=== Section Start ===
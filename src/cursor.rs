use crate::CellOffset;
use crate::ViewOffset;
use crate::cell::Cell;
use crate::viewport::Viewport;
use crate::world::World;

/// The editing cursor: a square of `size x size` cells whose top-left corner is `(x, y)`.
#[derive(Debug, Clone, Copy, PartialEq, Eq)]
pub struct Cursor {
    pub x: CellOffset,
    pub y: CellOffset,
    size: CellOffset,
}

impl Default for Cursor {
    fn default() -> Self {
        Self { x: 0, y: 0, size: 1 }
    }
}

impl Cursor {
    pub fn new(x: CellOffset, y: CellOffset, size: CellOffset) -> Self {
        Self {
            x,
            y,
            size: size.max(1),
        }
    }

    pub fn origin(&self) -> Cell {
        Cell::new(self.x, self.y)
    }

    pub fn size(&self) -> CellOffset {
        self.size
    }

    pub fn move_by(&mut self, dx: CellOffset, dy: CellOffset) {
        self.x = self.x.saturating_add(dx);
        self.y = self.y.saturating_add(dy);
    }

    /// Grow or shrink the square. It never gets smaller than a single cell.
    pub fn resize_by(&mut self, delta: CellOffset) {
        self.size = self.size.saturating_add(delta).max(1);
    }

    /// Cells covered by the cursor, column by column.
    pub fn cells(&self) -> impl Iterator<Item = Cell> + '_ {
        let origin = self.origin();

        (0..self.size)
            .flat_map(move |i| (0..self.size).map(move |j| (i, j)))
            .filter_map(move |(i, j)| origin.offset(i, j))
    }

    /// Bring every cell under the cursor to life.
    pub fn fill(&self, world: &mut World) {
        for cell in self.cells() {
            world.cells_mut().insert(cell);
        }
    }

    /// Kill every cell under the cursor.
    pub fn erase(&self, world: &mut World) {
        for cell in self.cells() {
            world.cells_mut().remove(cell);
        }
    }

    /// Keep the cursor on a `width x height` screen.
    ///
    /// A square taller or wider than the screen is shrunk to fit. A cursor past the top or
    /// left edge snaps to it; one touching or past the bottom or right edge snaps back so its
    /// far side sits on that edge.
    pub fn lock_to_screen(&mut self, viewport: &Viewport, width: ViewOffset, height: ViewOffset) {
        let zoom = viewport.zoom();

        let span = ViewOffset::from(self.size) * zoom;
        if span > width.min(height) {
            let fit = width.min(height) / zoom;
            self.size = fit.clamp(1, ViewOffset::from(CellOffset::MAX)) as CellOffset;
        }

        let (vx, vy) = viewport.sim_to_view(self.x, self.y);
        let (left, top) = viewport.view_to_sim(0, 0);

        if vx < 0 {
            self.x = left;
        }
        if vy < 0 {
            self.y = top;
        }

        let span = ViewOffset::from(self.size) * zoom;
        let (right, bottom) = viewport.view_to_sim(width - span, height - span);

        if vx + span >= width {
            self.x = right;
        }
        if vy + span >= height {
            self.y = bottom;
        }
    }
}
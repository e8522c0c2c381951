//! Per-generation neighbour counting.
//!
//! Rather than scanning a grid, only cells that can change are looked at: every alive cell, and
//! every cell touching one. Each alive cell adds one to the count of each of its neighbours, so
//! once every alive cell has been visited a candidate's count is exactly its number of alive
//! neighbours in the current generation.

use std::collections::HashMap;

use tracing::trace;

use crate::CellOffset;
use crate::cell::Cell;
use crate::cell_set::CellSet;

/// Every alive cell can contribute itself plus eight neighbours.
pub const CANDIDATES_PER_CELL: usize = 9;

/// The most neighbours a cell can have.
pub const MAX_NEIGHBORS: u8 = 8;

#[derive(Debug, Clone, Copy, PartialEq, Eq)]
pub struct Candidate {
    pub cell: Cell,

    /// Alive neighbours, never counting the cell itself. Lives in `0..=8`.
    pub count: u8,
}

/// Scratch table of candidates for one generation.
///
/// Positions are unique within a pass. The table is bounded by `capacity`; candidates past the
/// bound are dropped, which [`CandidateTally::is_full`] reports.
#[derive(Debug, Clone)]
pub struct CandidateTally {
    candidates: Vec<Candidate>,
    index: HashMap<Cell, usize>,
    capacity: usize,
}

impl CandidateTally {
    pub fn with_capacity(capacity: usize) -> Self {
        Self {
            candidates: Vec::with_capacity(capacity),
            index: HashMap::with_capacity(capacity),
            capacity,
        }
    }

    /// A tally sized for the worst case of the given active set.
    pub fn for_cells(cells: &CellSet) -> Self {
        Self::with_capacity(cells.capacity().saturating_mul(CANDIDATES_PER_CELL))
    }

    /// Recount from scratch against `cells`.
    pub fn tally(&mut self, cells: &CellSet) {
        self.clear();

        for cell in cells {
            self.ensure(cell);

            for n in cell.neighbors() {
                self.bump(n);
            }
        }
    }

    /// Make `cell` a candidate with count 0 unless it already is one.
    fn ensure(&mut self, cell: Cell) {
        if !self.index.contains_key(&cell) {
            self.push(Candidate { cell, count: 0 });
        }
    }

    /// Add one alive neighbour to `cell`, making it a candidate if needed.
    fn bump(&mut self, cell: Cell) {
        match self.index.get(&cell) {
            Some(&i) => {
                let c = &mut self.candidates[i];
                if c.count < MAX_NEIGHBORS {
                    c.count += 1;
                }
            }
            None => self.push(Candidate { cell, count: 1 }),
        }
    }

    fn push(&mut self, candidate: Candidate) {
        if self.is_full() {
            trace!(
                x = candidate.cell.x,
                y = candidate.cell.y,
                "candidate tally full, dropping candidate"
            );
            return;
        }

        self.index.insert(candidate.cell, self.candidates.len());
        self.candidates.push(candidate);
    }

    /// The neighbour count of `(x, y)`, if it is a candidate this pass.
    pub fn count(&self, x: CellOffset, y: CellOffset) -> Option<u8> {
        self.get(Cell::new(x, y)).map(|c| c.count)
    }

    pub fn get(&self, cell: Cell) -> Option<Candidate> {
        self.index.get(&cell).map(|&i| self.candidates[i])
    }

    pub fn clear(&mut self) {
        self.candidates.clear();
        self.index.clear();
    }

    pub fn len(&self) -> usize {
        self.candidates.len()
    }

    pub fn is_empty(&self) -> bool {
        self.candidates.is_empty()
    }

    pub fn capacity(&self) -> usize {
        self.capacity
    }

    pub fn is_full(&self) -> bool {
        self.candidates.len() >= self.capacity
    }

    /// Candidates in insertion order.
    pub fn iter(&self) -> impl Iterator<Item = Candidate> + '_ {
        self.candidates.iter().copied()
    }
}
=== Section End ===
If a line in the listing above contains the word "bool", include it in your count, then give only the final number.

● Exercise response
2